- _How to complete this task_
For each line in the records that contains "runtime", make a copy.

════════════════════

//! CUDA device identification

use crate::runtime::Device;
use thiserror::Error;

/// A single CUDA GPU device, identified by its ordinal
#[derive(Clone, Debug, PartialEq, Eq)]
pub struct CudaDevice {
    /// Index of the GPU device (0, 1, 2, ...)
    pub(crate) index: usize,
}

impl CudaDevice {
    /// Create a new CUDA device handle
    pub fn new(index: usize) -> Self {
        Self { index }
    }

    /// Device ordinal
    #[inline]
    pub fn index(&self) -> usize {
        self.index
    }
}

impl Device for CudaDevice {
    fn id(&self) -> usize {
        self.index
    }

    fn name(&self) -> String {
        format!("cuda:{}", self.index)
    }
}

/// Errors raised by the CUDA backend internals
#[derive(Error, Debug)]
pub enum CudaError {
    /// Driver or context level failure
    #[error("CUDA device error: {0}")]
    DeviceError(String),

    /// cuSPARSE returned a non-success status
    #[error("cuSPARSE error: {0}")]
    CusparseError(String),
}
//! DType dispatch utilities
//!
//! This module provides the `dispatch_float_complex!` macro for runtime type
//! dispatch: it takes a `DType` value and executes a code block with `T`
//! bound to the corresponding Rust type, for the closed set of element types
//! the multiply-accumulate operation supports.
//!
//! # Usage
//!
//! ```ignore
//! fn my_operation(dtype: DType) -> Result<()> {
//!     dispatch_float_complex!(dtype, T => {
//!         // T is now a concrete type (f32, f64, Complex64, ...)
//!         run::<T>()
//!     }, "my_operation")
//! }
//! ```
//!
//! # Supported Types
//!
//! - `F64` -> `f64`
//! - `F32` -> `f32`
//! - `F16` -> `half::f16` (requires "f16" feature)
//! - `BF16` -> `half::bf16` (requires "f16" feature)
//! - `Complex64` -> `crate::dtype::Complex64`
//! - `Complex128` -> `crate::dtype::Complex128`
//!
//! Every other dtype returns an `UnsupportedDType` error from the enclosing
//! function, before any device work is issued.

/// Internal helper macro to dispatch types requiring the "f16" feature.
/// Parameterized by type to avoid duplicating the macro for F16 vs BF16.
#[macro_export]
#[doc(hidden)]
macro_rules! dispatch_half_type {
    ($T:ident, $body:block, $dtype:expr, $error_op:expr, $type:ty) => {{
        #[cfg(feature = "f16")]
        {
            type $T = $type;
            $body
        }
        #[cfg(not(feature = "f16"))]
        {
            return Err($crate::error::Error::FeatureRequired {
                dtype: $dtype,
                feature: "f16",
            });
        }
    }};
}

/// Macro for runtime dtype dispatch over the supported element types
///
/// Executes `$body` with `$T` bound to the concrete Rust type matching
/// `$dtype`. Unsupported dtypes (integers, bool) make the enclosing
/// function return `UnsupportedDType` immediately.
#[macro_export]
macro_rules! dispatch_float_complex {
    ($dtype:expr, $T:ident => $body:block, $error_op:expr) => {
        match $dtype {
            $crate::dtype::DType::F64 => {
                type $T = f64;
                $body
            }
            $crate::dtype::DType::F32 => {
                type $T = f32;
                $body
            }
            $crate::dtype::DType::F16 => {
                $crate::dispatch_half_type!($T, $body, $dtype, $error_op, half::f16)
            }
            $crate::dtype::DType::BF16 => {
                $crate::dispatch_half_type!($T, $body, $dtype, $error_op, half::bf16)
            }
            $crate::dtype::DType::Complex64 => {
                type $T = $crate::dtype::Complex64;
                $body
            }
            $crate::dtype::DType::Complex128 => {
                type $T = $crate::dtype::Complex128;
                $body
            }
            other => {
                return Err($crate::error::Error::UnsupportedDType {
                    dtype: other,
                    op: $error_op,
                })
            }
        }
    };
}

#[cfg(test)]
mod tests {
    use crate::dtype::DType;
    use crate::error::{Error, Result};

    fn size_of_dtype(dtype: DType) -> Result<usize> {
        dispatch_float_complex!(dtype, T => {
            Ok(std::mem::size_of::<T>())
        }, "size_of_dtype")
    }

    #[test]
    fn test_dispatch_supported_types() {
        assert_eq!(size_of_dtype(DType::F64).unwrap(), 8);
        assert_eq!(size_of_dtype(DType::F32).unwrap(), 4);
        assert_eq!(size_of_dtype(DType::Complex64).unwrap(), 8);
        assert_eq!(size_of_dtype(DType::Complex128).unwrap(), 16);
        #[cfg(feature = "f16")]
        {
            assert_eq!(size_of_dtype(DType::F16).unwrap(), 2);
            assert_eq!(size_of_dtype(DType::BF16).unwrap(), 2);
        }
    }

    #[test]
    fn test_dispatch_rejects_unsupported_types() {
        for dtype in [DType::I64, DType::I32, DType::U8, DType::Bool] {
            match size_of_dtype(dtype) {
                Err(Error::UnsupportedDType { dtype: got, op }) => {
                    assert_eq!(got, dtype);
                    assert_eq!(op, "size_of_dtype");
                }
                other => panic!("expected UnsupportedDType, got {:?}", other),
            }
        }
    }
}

════════════════════

- _Solution to the exercise_
use crate::runtime::Device;
//! This module provides the `dispatch_float_complex!` macro for runtime type
/// Macro for runtime dtype dispatch over the supported element types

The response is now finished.